From the entries below, output the line with "let (shutdown_tx, shutdown_rx)" and each following line up to and including the line with "let ctx = api::ApiContext::from_config(&config)?;", exactly as written.

Segment Start: Material for this exercise

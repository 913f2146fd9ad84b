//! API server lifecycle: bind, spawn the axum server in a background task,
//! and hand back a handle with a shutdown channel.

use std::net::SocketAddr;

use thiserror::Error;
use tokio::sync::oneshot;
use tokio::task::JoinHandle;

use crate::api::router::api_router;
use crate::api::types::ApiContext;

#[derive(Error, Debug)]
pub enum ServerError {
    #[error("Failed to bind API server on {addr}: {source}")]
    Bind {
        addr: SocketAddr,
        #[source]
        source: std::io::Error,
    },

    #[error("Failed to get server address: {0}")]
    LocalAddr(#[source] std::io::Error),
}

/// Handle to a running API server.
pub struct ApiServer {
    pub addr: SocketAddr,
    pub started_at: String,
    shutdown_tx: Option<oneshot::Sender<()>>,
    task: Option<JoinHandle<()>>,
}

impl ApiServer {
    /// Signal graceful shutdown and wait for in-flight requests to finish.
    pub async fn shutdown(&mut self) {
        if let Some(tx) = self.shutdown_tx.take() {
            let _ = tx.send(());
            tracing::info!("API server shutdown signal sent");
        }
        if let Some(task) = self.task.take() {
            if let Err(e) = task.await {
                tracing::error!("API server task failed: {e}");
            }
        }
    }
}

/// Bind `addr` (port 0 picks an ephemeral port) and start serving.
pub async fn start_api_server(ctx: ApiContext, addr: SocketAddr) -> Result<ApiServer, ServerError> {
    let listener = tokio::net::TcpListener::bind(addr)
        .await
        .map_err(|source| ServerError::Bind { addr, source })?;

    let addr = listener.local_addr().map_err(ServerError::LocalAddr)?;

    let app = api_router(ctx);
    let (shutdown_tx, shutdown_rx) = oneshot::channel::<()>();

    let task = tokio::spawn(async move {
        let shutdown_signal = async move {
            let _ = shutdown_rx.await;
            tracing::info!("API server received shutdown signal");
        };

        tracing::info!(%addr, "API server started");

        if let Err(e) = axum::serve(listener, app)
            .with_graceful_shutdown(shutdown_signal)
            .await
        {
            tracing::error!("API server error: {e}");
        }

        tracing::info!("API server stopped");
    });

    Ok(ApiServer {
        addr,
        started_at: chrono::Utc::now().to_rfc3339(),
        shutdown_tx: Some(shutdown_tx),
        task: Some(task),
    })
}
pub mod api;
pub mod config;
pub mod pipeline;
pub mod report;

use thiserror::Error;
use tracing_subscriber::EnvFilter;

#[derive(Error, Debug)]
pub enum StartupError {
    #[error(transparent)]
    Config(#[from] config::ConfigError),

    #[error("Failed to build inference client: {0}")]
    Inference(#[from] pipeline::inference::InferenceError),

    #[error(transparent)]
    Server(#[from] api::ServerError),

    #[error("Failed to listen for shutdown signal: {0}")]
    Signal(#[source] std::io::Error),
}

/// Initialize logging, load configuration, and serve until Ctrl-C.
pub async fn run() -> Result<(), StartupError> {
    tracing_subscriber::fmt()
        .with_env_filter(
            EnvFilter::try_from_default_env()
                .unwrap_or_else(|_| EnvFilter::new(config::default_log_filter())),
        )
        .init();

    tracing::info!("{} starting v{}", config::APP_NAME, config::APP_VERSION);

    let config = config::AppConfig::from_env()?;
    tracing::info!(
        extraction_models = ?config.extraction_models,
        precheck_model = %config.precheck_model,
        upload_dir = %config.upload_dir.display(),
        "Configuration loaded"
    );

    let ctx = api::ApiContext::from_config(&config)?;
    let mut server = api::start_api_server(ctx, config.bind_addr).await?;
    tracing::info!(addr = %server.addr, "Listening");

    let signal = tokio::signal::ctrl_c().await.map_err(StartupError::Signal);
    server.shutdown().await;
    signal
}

Segment End: Material for this exercise
Segment Start: Material for this exercise

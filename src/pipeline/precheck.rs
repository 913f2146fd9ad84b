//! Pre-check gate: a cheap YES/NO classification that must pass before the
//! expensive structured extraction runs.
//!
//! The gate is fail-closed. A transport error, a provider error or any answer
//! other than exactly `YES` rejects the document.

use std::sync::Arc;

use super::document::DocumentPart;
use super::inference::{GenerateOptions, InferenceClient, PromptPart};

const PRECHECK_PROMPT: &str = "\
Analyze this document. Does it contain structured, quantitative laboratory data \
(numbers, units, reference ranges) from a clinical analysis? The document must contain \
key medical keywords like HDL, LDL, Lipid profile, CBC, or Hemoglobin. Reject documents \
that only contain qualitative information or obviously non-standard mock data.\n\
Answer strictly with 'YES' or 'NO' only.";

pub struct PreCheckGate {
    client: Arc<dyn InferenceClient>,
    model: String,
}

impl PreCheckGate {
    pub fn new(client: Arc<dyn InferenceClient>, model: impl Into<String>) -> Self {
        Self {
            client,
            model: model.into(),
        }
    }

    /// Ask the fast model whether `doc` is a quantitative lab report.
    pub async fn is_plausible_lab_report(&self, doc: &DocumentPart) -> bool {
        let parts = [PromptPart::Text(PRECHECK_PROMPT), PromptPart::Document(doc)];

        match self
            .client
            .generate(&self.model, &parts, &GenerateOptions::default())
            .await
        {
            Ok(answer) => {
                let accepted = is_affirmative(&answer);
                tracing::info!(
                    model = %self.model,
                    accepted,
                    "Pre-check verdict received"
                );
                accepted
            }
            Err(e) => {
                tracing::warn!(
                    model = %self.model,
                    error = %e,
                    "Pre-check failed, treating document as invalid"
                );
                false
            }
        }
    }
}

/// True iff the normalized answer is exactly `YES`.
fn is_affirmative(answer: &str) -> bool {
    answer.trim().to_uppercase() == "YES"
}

Segment End: Material for this exercise

■ **Task response**
    let (shutdown_tx, shutdown_rx) = oneshot::channel::<()>();

    let task = tokio::spawn(async move {
        let shutdown_signal = async move {
            let _ = shutdown_rx.await;
            tracing::info!("API server received shutdown signal");
        };

        tracing::info!(%addr, "API server started");

        if let Err(e) = axum::serve(listener, app)
            .with_graceful_shutdown(shutdown_signal)
            .await
        {
            tracing::error!("API server error: {e}");
        }

        tracing::info!("API server stopped");
    });

    Ok(ApiServer {
        addr,
        started_at: chrono::Utc::now().to_rfc3339(),
        shutdown_tx: Some(shutdown_tx),
        task: Some(task),
    })
}
pub mod api;
pub mod config;
pub mod pipeline;
pub mod report;

use thiserror::Error;
use tracing_subscriber::EnvFilter;

#[derive(Error, Debug)]
pub enum StartupError {
    #[error(transparent)]
    Config(#[from] config::ConfigError),

    #[error("Failed to build inference client: {0}")]
    Inference(#[from] pipeline::inference::InferenceError),

    #[error(transparent)]
    Server(#[from] api::ServerError),

    #[error("Failed to listen for shutdown signal: {0}")]
    Signal(#[source] std::io::Error),
}

/// Initialize logging, load configuration, and serve until Ctrl-C.
pub async fn run() -> Result<(), StartupError> {
    tracing_subscriber::fmt()
        .with_env_filter(
            EnvFilter::try_from_default_env()
                .unwrap_or_else(|_| EnvFilter::new(config::default_log_filter())),
        )
        .init();

    tracing::info!("{} starting v{}", config::APP_NAME, config::APP_VERSION);

    let config = config::AppConfig::from_env()?;
    tracing::info!(
        extraction_models = ?config.extraction_models,
        precheck_model = %config.precheck_model,
        upload_dir = %config.upload_dir.display(),
        "Configuration loaded"
    );

    let ctx = api::ApiContext::from_config(&config)?;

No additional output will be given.